Data extract:
####################
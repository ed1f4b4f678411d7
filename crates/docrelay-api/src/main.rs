use docrelay_api::setup;
use docrelay_core::Config;

// mimalloc as the global allocator, also on musl-based container images.
#[global_allocator]
static GLOBAL: mimalloc::MiMalloc = mimalloc::MiMalloc;

#[tokio::main]
async fn main() -> Result<(), anyhow::Error> {
    let config = Config::from_env()?;

    // Initialize the application (telemetry, database, services, routes)
    let (_state, router) = setup::initialize_app(config.clone()).await?;

    setup::server::start_server(&config, router).await?;

    Ok(())
}
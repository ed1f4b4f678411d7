//! Application state shared by every handler.

use std::sync::Arc;

use docrelay_core::Config;
use docrelay_db::DocumentStore;
use docrelay_services::{OcrClient, OcrRelayService};

/// Store and OCR relay handed to every handler.
#[derive(Clone)]
pub struct AppState {
    pub config: Config,
    pub store: Arc<dyn DocumentStore>,
    pub ocr_relay: OcrRelayService,
}

impl AppState {
    pub fn new(config: Config, store: Arc<dyn DocumentStore>, ocr: Arc<dyn OcrClient>) -> Self {
        let ocr_relay = OcrRelayService::new(store.clone(), ocr);
        Self {
            config,
            store,
            ocr_relay,
        }
    }
}
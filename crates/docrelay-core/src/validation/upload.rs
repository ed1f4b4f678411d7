//! Upload intake validation.
//!
//! Checks run in the order a client would hit them: content type (known from the part
//! header before the body is read), size, then filename and size bounds. No side effects.

use bytes::Bytes;
use validator::Validate;

use crate::constants::{ALLOWED_MIME_TYPES, MAX_FILE_SIZE_BYTES, MAX_FILENAME_CHARS};
use crate::AppError;

/// A file that passed intake and may be persisted and relayed.
#[derive(Debug, Clone)]
pub struct ValidatedUpload {
    pub filename: String,
    pub mime: String,
    pub size: i64,
    pub bytes: Bytes,
}

#[derive(Debug, Validate)]
struct UploadMetadata {
    #[validate(length(min = 1, max = MAX_FILENAME_CHARS))]
    filename: String,
    #[validate(range(min = 1))]
    size: i64,
}

/// Strip MIME parameters and lowercase ("Image/JPEG; q=1" -> "image/jpeg").
pub fn normalize_mime_type(content_type: &str) -> String {
    content_type
        .split(';')
        .next()
        .map(str::trim)
        .unwrap_or(content_type)
        .to_lowercase()
}

/// Validate a declared content type against the allow-list, returning its normalized form.
pub fn validate_mime_type(content_type: &str) -> Result<String, AppError> {
    let normalized = normalize_mime_type(content_type);
    if ALLOWED_MIME_TYPES.contains(&normalized.as_str()) {
        Ok(normalized)
    } else {
        Err(AppError::InvalidFileType {
            mime: content_type.to_string(),
        })
    }
}

/// Validate a complete upload.
pub fn validate_upload(
    filename: &str,
    content_type: &str,
    bytes: Bytes,
) -> Result<ValidatedUpload, AppError> {
    let mime = validate_mime_type(content_type)?;

    if bytes.len() > MAX_FILE_SIZE_BYTES {
        return Err(AppError::FileTooLarge {
            size: bytes.len(),
            max: MAX_FILE_SIZE_BYTES,
        });
    }

    let size = i64::try_from(bytes.len())
        .map_err(|_| AppError::Validation("size: out of range".to_string()))?;
    let metadata = UploadMetadata {
        filename: filename.to_string(),
        size,
    };
    metadata.validate()?;

    Ok(ValidatedUpload {
        filename: metadata.filename,
        mime,
        size,
        bytes,
    })
}
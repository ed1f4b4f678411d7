use std::fmt::{Debug, Formatter, Result as FmtResult};
use std::time::Duration;

use anyhow::{Context, Result};
use async_trait::async_trait;
use bytes::Bytes;
use docrelay_core::models::CompletedResult;
use reqwest::header::CONTENT_TYPE;

/// Parsed OCR output: `fields`, `confidence` and `raw`, each defaulting to `{}`.
pub type OcrResponse = CompletedResult;

/// Ways a single OCR call can fail.
#[derive(Debug, thiserror::Error)]
pub enum OcrError {
    /// The service answered with a non-success status.
    #[error("OCR service error: {status}")]
    Upstream { status: u16, body: String },

    /// No usable answer: connection refused, DNS failure, timeout.
    #[error("OCR service request failed: {0}")]
    Transport(String),

    /// The service answered 2xx with a body that is not JSON.
    #[error("OCR service returned an unreadable response: {0}")]
    Decode(String),
}

/// Client for the external OCR service.
#[async_trait]
pub trait OcrClient: Send + Sync {
    /// Send the raw document bytes, declared as `mime`, and parse the answer.
    async fn parse(&self, bytes: Bytes, mime: &str) -> Result<OcrResponse, OcrError>;
}

/// OCR client speaking HTTP: `POST {base_url}/parse` with the file as body.
pub struct HttpOcrClient {
    http_client: reqwest::Client,
    parse_url: String,
}

impl Debug for HttpOcrClient {
    fn fmt(&self, f: &mut Formatter<'_>) -> FmtResult {
        f.debug_struct("HttpOcrClient")
            .field("parse_url", &self.parse_url)
            .finish()
    }
}

impl HttpOcrClient {
    pub fn new(base_url: &str, timeout: Duration) -> Result<Self> {
        let http_client = reqwest::Client::builder()
            .timeout(timeout)
            .build()
            .context("Failed to create HTTP client for OCR service")?;

        Ok(Self {
            http_client,
            parse_url: format!("{}/parse", base_url.trim_end_matches('/')),
        })
    }

    pub fn parse_url(&self) -> &str {
        &self.parse_url
    }
}

#[async_trait]
impl OcrClient for HttpOcrClient {
    #[tracing::instrument(skip(self, bytes), fields(ocr.url = %self.parse_url, ocr.bytes = bytes.len()))]
    async fn parse(&self, bytes: Bytes, mime: &str) -> Result<OcrResponse, OcrError> {
        let response = self
            .http_client
            .post(&self.parse_url)
            .header(CONTENT_TYPE, mime)
            .body(bytes)
            .send()
            .await
            .map_err(|e| {
                if e.is_timeout() {
                    OcrError::Transport("request timed out".to_string())
                } else {
                    OcrError::Transport(e.to_string())
                }
            })?;

        let status = response.status();
        if !status.is_success() {
            let body = response.text().await.unwrap_or_default();
            tracing::warn!(status = status.as_u16(), "OCR service rejected document");
            return Err(OcrError::Upstream {
                status: status.as_u16(),
                body,
            });
        }

        let body: serde_json::Value = response
            .json()
            .await
            .map_err(|e| OcrError::Decode(e.to_string()))?;

        Ok(CompletedResult::from_response_body(body))
    }
}

#[cfg(test)]
mod tests {
    use super::*;
    use serde_json::json;

    fn client_for(server: &mockito::Server) -> HttpOcrClient {
        HttpOcrClient::new(&server.url(), Duration::from_secs(5)).unwrap()
    }

    #[test]
    fn test_parse_url_trims_trailing_slash() {
        let client = HttpOcrClient::new("http://ocr:8000/", Duration::from_secs(1)).unwrap();
        assert_eq!(client.parse_url(), "http://ocr:8000/parse");
    }

    #[tokio::test]
    async fn test_parse_success_defaults_missing_members() {
        let mut server = mockito::Server::new_async().await;
        let mock = server
            .mock("POST", "/parse")
            .match_header("content-type", "application/pdf")
            .match_body("%PDF-1.4")
            .with_status(200)
            .with_header("content-type", "application/json")
            .with_body(r#"{"fields":{"name":"X"},"raw":null}"#)
            .create_async()
            .await;

        let response = client_for(&server)
            .parse(Bytes::from_static(b"%PDF-1.4"), "application/pdf")
            .await
            .unwrap();

        mock.assert_async().await;
        assert_eq!(response.fields, json!({ "name": "X" }));
        assert_eq!(response.confidence, json!({}));
        assert_eq!(response.raw, json!({}));
    }

    #[tokio::test]
    async fn test_parse_upstream_error_keeps_status_and_body() {
        let mut server = mockito::Server::new_async().await;
        server
            .mock("POST", "/parse")
            .with_status(422)
            .with_body("unsupported layout")
            .create_async()
            .await;

        let err = client_for(&server)
            .parse(Bytes::from_static(b"img"), "image/png")
            .await
            .unwrap_err();

        match err {
            OcrError::Upstream { status, body } => {
                assert_eq!(status, 422);
                assert_eq!(body, "unsupported layout");
            }
            other => panic!("unexpected error: {:?}", other),
        }
    }

    #[tokio::test]
    async fn test_parse_non_json_body_is_decode_error() {
        let mut server = mockito::Server::new_async().await;
        server
            .mock("POST", "/parse")
            .with_status(200)
            .with_body("not json")
            .create_async()
            .await;

        let err = client_for(&server)
            .parse(Bytes::from_static(b"img"), "image/png")
            .await
            .unwrap_err();
        assert!(matches!(err, OcrError::Decode(_)));
    }

    #[tokio::test]
    async fn test_parse_unreachable_service_is_transport_error() {
        let client = HttpOcrClient::new("http://127.0.0.1:1", Duration::from_secs(2)).unwrap();
        let err = client
            .parse(Bytes::from_static(b"img"), "image/png")
            .await
            .unwrap_err();
        assert!(matches!(err, OcrError::Transport(_)));
    }
}
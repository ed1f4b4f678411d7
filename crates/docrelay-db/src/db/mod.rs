//! Document record stores
//!
//! `document` holds the store contract and the Postgres repository; `memory` holds the
//! lock-guarded in-memory implementation.

pub mod document;
pub mod memory;

pub use document::{DocumentRepository, DocumentStore, NewDocument};
pub use memory::InMemoryDocumentStore;
use serde::{Deserialize, Serialize};
use serde_json::Value;
use utoipa::ToSchema;
use uuid::Uuid;

use super::document::{CompletedResult, DocumentStatus};

/// Response of `POST /ocr/extract` after the OCR service answered successfully.
#[derive(Debug, Serialize, Deserialize, ToSchema)]
#[serde(rename_all = "camelCase")]
pub struct OcrExtractResponse {
    pub id: Uuid,
    #[schema(value_type = Object)]
    pub fields: Value,
    #[schema(value_type = Object)]
    pub confidence_summary: Value,
    #[schema(value_type = Object)]
    pub raw: Value,
    pub status: DocumentStatus,
}

impl OcrExtractResponse {
    pub fn completed(id: Uuid, result: CompletedResult) -> Self {
        Self {
            id,
            fields: result.fields,
            confidence_summary: result.confidence,
            raw: result.raw,
            status: DocumentStatus::Completed,
        }
    }
}
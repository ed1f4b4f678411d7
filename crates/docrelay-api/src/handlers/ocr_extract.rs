use crate::error::{ErrorResponse, HttpAppError};
use crate::state::AppState;
use crate::utils::upload::{extract_upload, multipart_rejection};
use axum::{
    extract::{multipart::MultipartRejection, Multipart, State},
    http::HeaderMap,
    response::IntoResponse,
    Json,
};
use docrelay_core::models::OcrExtractResponse;
use docrelay_core::AppError;
use std::sync::Arc;
use utoipa::ToSchema;

/// Multipart body of an extraction request
#[derive(ToSchema)]
#[allow(dead_code)]
pub struct OcrExtractForm {
    /// PDF, JPEG, PNG, WebP or HEIC document, at most 20MB
    #[schema(value_type = String, format = Binary)]
    pub file: Vec<u8>,
}

#[utoipa::path(
    post,
    path = "/ocr/extract",
    tag = "ocr",
    request_body(content = OcrExtractForm, content_type = "multipart/form-data"),
    responses(
        (status = 200, description = "Document extracted", body = OcrExtractResponse),
        (status = 400, description = "Missing, invalid or oversized file", body = ErrorResponse),
        (status = 502, description = "OCR service error status, passed through", body = ErrorResponse),
        (status = 500, description = "OCR service unreachable or internal error", body = ErrorResponse)
    )
)]
pub async fn extract_document(
    State(state): State<Arc<AppState>>,
    headers: HeaderMap,
    multipart: Result<Multipart, MultipartRejection>,
) -> Result<impl IntoResponse, HttpAppError> {
    let multipart = multipart.map_err(|rejection| multipart_rejection(&headers, rejection))?;
    let upload = extract_upload(multipart).await?;

    tracing::info!(
        filename = %upload.filename,
        mime = %upload.mime,
        size = upload.size,
        "Processing OCR upload"
    );

    // Spawned: the OCR call and final status update outlive a client disconnect.
    let relay = state.ocr_relay.clone();
    let response = tokio::spawn(async move { relay.extract(upload).await })
        .await
        .map_err(|e| AppError::Internal(format!("OCR relay task failed: {}", e)))??;

    Ok(Json::<OcrExtractResponse>(response))
}
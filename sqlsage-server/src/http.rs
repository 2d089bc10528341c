//! SQLSage HTTP REST API
//!
//! Axum server exposing the same operations as the Unix socket, on 127.0.0.1:8787 by
//! default. Each endpoint is a thin handler over an inner function that tests can call
//! without going through axum dispatch.
//!
//! Endpoints:
//! - GET  /health         service status
//! - GET  /version        server and protocol version
//! - POST /connect        create a session from a connection string
//! - POST /ask            answer a question within a session
//! - GET  /sessions/:id   session metadata

use std::sync::Arc;

use anyhow::Result;
use axum::extract::{Path, State};
use axum::http::StatusCode;
use axum::response::IntoResponse;
use axum::routing::{get, post};
use axum::{Json, Router};
use serde::Deserialize;
use sqlsage_core::ipc::{SqlsageRequest, SqlsageResponse, PROTOCOL_VERSION};
use tokio::net::TcpListener;
use tokio::sync::broadcast;
use uuid::Uuid;

use crate::state::AppState;

pub fn build_router(state: Arc<AppState>) -> Router {
    Router::new()
        .route("/health", get(health_handler))
        .route("/version", get(version_handler))
        .route("/connect", post(connect_handler))
        .route("/ask", post(ask_handler))
        .route("/sessions/:id", get(session_handler))
        .with_state(state)
}

/// Serve until the broadcast shutdown signal fires.
pub async fn start_http_server(state: Arc<AppState>, mut shutdown: broadcast::Receiver<()>) -> Result<()> {
    let addr = format!("{}:{}", state.config.http.host, state.config.http.port);
    let app = build_router(state);
    let listener = TcpListener::bind(&addr).await?;
    tracing::info!("SQLSage HTTP API listening on http://{}", addr);

    axum::serve(listener, app)
        .with_graceful_shutdown(async move {
            let _ = shutdown.recv().await;
            tracing::info!("HTTP server shutting down...");
        })
        .await?;

    Ok(())
}

// ============================================================================
// Request DTOs
// ============================================================================

#[derive(Debug, Deserialize)]
pub struct ConnectRequest {
    pub uri: Option<String>,
}

#[derive(Debug, Deserialize)]
pub struct AskRequest {
    pub session_id: Option<Uuid>,
    pub question: Option<String>,
    #[serde(default)]
    pub describe: bool,
}

fn error_body(msg: impl Into<String>) -> serde_json::Value {
    serde_json::json!({
        "error": msg.into(),
        "status": "error",
    })
}

// ============================================================================
// Inner functions
// ============================================================================

pub async fn health_inner(state: &AppState) -> (StatusCode, serde_json::Value) {
    let mut body = crate::router::health(state).await;
    if let Some(obj) = body.as_object_mut() {
        obj.insert("socket".to_string(), serde_json::json!(state.config.service.socket_path));
    }
    (StatusCode::OK, body)
}

pub fn version_inner() -> serde_json::Value {
    serde_json::json!({
        "version": env!("CARGO_PKG_VERSION"),
        "protocol": PROTOCOL_VERSION,
    })
}

pub async fn connect_inner(state: &AppState, req: ConnectRequest) -> (StatusCode, serde_json::Value) {
    let uri = match req.uri {
        Some(u) if !u.trim().is_empty() => u,
        _ => return (StatusCode::BAD_REQUEST, error_body("uri field is required")),
    };

    let response = crate::router::handle_request(SqlsageRequest::Connect { uri }, state).await;
    match response_to_http(response) {
        Ok(data) => (StatusCode::OK, data),
        Err(e) => (StatusCode::BAD_GATEWAY, error_body(e)),
    }
}

pub async fn ask_inner(state: &AppState, req: AskRequest) -> (StatusCode, serde_json::Value) {
    let question = match req.question {
        Some(q) if !q.trim().is_empty() => q,
        _ => return (StatusCode::BAD_REQUEST, error_body("question field is required")),
    };

    let request = SqlsageRequest::Ask {
        session_id: req.session_id,
        question,
        describe: req.describe,
    };
    match response_to_http(crate::router::handle_request(request, state).await) {
        Ok(data) => (StatusCode::OK, data),
        Err(e) => (StatusCode::INTERNAL_SERVER_ERROR, error_body(e)),
    }
}

pub async fn session_inner(state: &AppState, id: Uuid) -> (StatusCode, serde_json::Value) {
    let response = crate::router::handle_request(SqlsageRequest::Session { session_id: id }, state).await;
    match response_to_http(response) {
        Ok(data) => (StatusCode::OK, data),
        Err(e) => (StatusCode::NOT_FOUND, error_body(e)),
    }
}

// ============================================================================
// Axum handlers
// ============================================================================

pub async fn health_handler(State(state): State<Arc<AppState>>) -> impl IntoResponse {
    let (status, body) = health_inner(&state).await;
    (status, Json(body))
}

pub async fn version_handler() -> impl IntoResponse {
    (StatusCode::OK, Json(version_inner()))
}

pub async fn connect_handler(
    State(state): State<Arc<AppState>>,
    Json(req): Json<ConnectRequest>,
) -> impl IntoResponse {
    let (status, body) = connect_inner(&state, req).await;
    (status, Json(body))
}

pub async fn ask_handler(State(state): State<Arc<AppState>>, Json(req): Json<AskRequest>) -> impl IntoResponse {
    let (status, body) = ask_inner(&state, req).await;
    (status, Json(body))
}

pub async fn session_handler(State(state): State<Arc<AppState>>, Path(id): Path<Uuid>) -> impl IntoResponse {
    let (status, body) = session_inner(&state, id).await;
    (status, Json(body))
}

/// Unwrap an IPC envelope into its data, or its error message.
pub fn response_to_http(response: SqlsageResponse) -> std::result::Result<serde_json::Value, String> {
    if response.is_ok() {
        Ok(response.data.unwrap_or(serde_json::json!({})))
    } else {
        Err(response.error.unwrap_or_else(|| "unknown error".to_string()))
    }
}
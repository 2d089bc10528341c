//! Session-scoped files: two schema snapshot tables and one fragment index.
//!
//! Layout under the storage root:
//! - `snapshots/tables_<key>.json`       `(table_name, column_name, data_type)` rows
//! - `snapshots/foreign_keys_<key>.json` `(table_name, foreign_key, referred_table)` rows
//! - `vectors/tables_<key>.json`         fragment index
//!
//! Files are written once at session creation via write-then-rename.

use std::fs;
use std::path::{Path, PathBuf};

use serde::de::DeserializeOwned;
use serde::Serialize;
use uuid::Uuid;

use crate::error::SqlsageError;
use crate::models::{ColumnDescriptor, ForeignKeyDescriptor, FragmentIndex, SchemaSnapshot, Session};

#[derive(Debug, Clone)]
pub struct Storage {
    root: PathBuf,
}

impl Storage {
    pub fn new(root: impl Into<PathBuf>) -> Self {
        Self { root: root.into() }
    }

    pub fn root(&self) -> &Path {
        &self.root
    }

    pub fn tables_path(&self, id: &Uuid) -> PathBuf {
        self.root
            .join("snapshots")
            .join(format!("tables_{}.json", Session::storage_key(id)))
    }

    pub fn foreign_keys_path(&self, id: &Uuid) -> PathBuf {
        self.root
            .join("snapshots")
            .join(format!("foreign_keys_{}.json", Session::storage_key(id)))
    }

    pub fn index_path(&self, id: &Uuid) -> PathBuf {
        self.root
            .join("vectors")
            .join(format!("tables_{}.json", Session::storage_key(id)))
    }

    /// Persist both snapshot tables. If the second write fails the first is removed.
    pub fn write_snapshot(&self, id: &Uuid, snapshot: &SchemaSnapshot) -> Result<(), SqlsageError> {
        let tables_path = self.tables_path(id);
        write_json(&tables_path, &snapshot.columns)?;

        if let Err(e) = write_json(&self.foreign_keys_path(id), &snapshot.foreign_keys) {
            let _ = fs::remove_file(&tables_path);
            return Err(e);
        }
        Ok(())
    }

    pub fn load_snapshot(&self, id: &Uuid) -> Result<SchemaSnapshot, SqlsageError> {
        let columns: Vec<ColumnDescriptor> = read_json(&self.tables_path(id))?;
        let foreign_keys: Vec<ForeignKeyDescriptor> = read_json(&self.foreign_keys_path(id))?;
        Ok(SchemaSnapshot { columns, foreign_keys })
    }

    pub fn write_index(&self, index: &FragmentIndex) -> Result<PathBuf, SqlsageError> {
        let path = self.index_path(&index.session_id);
        write_json(&path, index)?;
        Ok(path)
    }

    pub fn load_index(&self, id: &Uuid) -> Result<FragmentIndex, SqlsageError> {
        read_json(&self.index_path(id))
    }

    /// Best-effort removal of every file belonging to a session.
    pub fn remove_session(&self, id: &Uuid) {
        for path in [self.tables_path(id), self.foreign_keys_path(id), self.index_path(id)] {
            match fs::remove_file(&path) {
                Ok(()) => tracing::debug!(path = %path.display(), "Removed session file"),
                Err(e) if e.kind() == std::io::ErrorKind::NotFound => {}
                Err(e) => tracing::warn!(path = %path.display(), error = %e, "Failed to remove session file"),
            }
        }
    }
}

fn write_json<T: Serialize + ?Sized>(path: &Path, value: &T) -> Result<(), SqlsageError> {
    if let Some(parent) = path.parent() {
        fs::create_dir_all(parent)?;
    }
    let bytes = serde_json::to_vec_pretty(value)?;
    let tmp = path.with_extension("json.tmp");
    fs::write(&tmp, bytes)?;
    fs::rename(&tmp, path)?;
    Ok(())
}

fn read_json<T: DeserializeOwned>(path: &Path) -> Result<T, SqlsageError> {
    let bytes = fs::read(path)?;
    Ok(serde_json::from_slice(&bytes)?)
}
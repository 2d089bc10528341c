use thiserror::Error;

use crate::embeddings::EmbeddingError;

#[derive(Error, Debug)]
pub enum SqlsageError {
    #[error("Database error: {0}")]
    Database(#[from] sqlx::Error),

    #[error("Config error: {0}")]
    Config(#[from] config::ConfigError),

    #[error("IO error: {0}")]
    Io(#[from] std::io::Error),

    #[error("Serialization error: {0}")]
    Serialization(#[from] serde_json::Error),

    #[error("IPC error: {0}")]
    Ipc(String),

    #[error("Other error: {0}")]
    Other(String),
}

/// Failures that abort session creation. Nothing is left on disk when one is returned.
#[derive(Error, Debug)]
pub enum SessionError {
    #[error("Connection failed: {0}")]
    Connection(#[source] sqlx::Error),

    #[error("Schema extraction failed: {0}")]
    Extraction(#[source] sqlx::Error),

    #[error("Storage error: {0}")]
    Storage(#[from] SqlsageError),

    #[error("Fragment index build failed: {0}")]
    Index(#[from] EmbeddingError),
}

/// Statement execution failures. Rendered into a text response, never propagated to callers.
#[derive(Error, Debug)]
pub enum ExecutionError {
    #[error("{0}")]
    Connection(#[source] sqlx::Error),

    #[error("{0}")]
    Statement(#[source] sqlx::Error),
}
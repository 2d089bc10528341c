use serde::{Deserialize, Serialize};
use std::path::PathBuf;
use uuid::Uuid;

/// One table's schema rendered as text, plus its embedding.
///
/// `vector` is `None` when a fallback embedding backend could not produce one; such
/// entries are kept for bookkeeping but never match a search.
#[derive(Debug, Clone, PartialEq, Serialize, Deserialize)]
pub struct FragmentEntry {
    pub table_name: String,
    pub text: String,
    pub vector: Option<Vec<f32>>,
}

#[derive(Debug, Clone, PartialEq, Serialize, Deserialize)]
pub struct FragmentIndex {
    pub session_id: Uuid,
    pub backend: String,
    pub dimensions: usize,
    pub entries: Vec<FragmentEntry>,
}

#[derive(Debug, Clone)]
pub struct FragmentIndexHandle {
    pub session_id: Uuid,
    pub path: PathBuf,
    pub fragments: usize,
}
//! Statement execution against the session's database.
//!
//! The generated SQL runs verbatim over the simple query protocol, so every value comes
//! back in text format and is decoded here by its Postgres type name. Failures are
//! folded into an `ExecutionOutcome::Message`; nothing is propagated.

use async_trait::async_trait;
use chrono::{DateTime, NaiveDate, NaiveDateTime};
use futures::TryStreamExt;
use sqlsage_core::db;
use sqlsage_core::models::{CellValue, ColumnKind, ResultColumn, TabularResult};
use sqlsage_core::ExecutionError;
use sqlx::postgres::{PgColumn, PgConnection, PgRow};
use sqlx::{Column, Either, Executor, Row, Statement, TypeInfo, ValueRef};

pub const EXECUTED_MESSAGE: &str = "Query executed successfully";

#[derive(Debug, Clone, PartialEq)]
pub enum ExecutionOutcome {
    Table(TabularResult),
    Message(String),
}

#[async_trait]
pub trait SqlExecutor: Send + Sync {
    async fn execute(&self, sql: &str) -> ExecutionOutcome;
}

/// Executes against a Postgres URI, one fresh connection per statement.
#[derive(Clone)]
pub struct PgExecutor {
    uri: String,
}

impl PgExecutor {
    pub fn new(uri: impl Into<String>) -> Self {
        Self { uri: uri.into() }
    }

    async fn run(&self, sql: &str) -> Result<ExecutionOutcome, ExecutionError> {
        let mut conn = db::connect(&self.uri).await.map_err(ExecutionError::Connection)?;
        let result = run_statement(&mut conn, sql).await;
        db::close(conn).await;
        result.map_err(ExecutionError::Statement)
    }
}

#[async_trait]
impl SqlExecutor for PgExecutor {
    async fn execute(&self, sql: &str) -> ExecutionOutcome {
        match self.run(sql).await {
            Ok(outcome) => outcome,
            Err(e) => {
                tracing::warn!(error = %e, "Statement execution failed");
                ExecutionOutcome::Message(format!("Execution error: {}", e))
            }
        }
    }
}

async fn run_statement(conn: &mut PgConnection, sql: &str) -> Result<ExecutionOutcome, sqlx::Error> {
    let (rows, statements) = last_result_set(conn, sql).await?;

    let columns = match rows.first() {
        Some(row) => describe_columns(row.columns()),
        None => {
            // No rows tells us nothing about the shape. Describing the statement does
            // not execute it; a statement with no result columns is DDL/DML. Text holding
            // several statements cannot be described, which surfaces as an error.
            let statement = Executor::prepare(&mut *conn, sql).await?;
            if statement.columns().is_empty() {
                return Ok(ExecutionOutcome::Message(EXECUTED_MESSAGE.to_string()));
            }
            describe_columns(statement.columns())
        }
    };

    if statements > 1 {
        tracing::debug!(statements, "Keeping the final statement's result set");
    }

    let mut decoded = Vec::with_capacity(rows.len());
    for row in &rows {
        let mut cells = Vec::with_capacity(columns.len());
        for (i, column) in columns.iter().enumerate() {
            let raw = row.try_get_raw(i)?;
            let text = if raw.is_null() {
                None
            } else {
                Some(raw.as_str().map_err(sqlx::Error::Decode)?)
            };
            cells.push(decode_cell(&column.type_name, text));
        }
        decoded.push(cells);
    }

    tracing::debug!(columns = columns.len(), rows = decoded.len(), "Statement returned a result set");
    Ok(ExecutionOutcome::Table(TabularResult {
        columns,
        rows: decoded,
    }))
}

/// Run every statement in `sql` and keep the rows of the last one. Each statement's
/// rows are followed by its own query result, which closes that result set.
async fn last_result_set(conn: &mut PgConnection, sql: &str) -> Result<(Vec<PgRow>, usize), sqlx::Error> {
    let mut stream = Executor::fetch_many(&mut *conn, sqlx::raw_sql(sql));
    let mut current: Vec<PgRow> = Vec::new();
    let mut last: Vec<PgRow> = Vec::new();
    let mut statements = 0;

    while let Some(step) = stream.try_next().await? {
        match step {
            Either::Left(_) => {
                statements += 1;
                last = std::mem::take(&mut current);
            }
            Either::Right(row) => current.push(row),
        }
    }

    if !current.is_empty() {
        last = current;
    }
    Ok((last, statements))
}

fn describe_columns(columns: &[PgColumn]) -> Vec<ResultColumn> {
    columns
        .iter()
        .map(|c| {
            let type_name = c.type_info().name().to_string();
            ResultColumn {
                name: c.name().to_string(),
                kind: ColumnKind::from_type_name(&type_name),
                type_name,
            }
        })
        .collect()
}

/// Decode one text-format value. Anything that does not parse as its declared type is
/// kept as text rather than failing the turn.
pub fn decode_cell(type_name: &str, text: Option<&str>) -> CellValue {
    let Some(text) = text else {
        return CellValue::Null;
    };

    match type_name.to_ascii_uppercase().as_str() {
        "INT2" | "INT4" | "INT8" | "OID" => text
            .parse()
            .map(CellValue::Int)
            .unwrap_or_else(|_| CellValue::Numeric(text.to_string())),
        "FLOAT4" | "FLOAT8" => text
            .parse()
            .map(CellValue::Float)
            .unwrap_or_else(|_| CellValue::Numeric(text.to_string())),
        "NUMERIC" | "MONEY" => CellValue::Numeric(text.to_string()),
        "BOOL" => match text {
            "t" | "true" => CellValue::Bool(true),
            "f" | "false" => CellValue::Bool(false),
            _ => CellValue::Text(text.to_string()),
        },
        "DATE" => NaiveDate::parse_from_str(text, "%Y-%m-%d")
            .map(CellValue::Date)
            .unwrap_or_else(|_| CellValue::Text(text.to_string())),
        "TIMESTAMP" => NaiveDateTime::parse_from_str(text, "%Y-%m-%d %H:%M:%S%.f")
            .map(CellValue::Timestamp)
            .unwrap_or_else(|_| CellValue::Text(text.to_string())),
        "TIMESTAMPTZ" => DateTime::parse_from_str(text, "%Y-%m-%d %H:%M:%S%.f%#z")
            .map(|dt| CellValue::Timestamp(dt.naive_local()))
            .unwrap_or_else(|_| CellValue::Text(text.to_string())),
        _ => CellValue::Text(text.to_string()),
    }
}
####################
Exercise instructions: If a line in the material contains the word "OcrResponse", copy that line.

Result of this task:
pub type OcrResponse = CompletedResult;
    async fn parse(&self, bytes: Bytes, mime: &str) -> Result<OcrResponse, OcrError>;
    async fn parse(&self, bytes: Bytes, mime: &str) -> Result<OcrResponse, OcrError> {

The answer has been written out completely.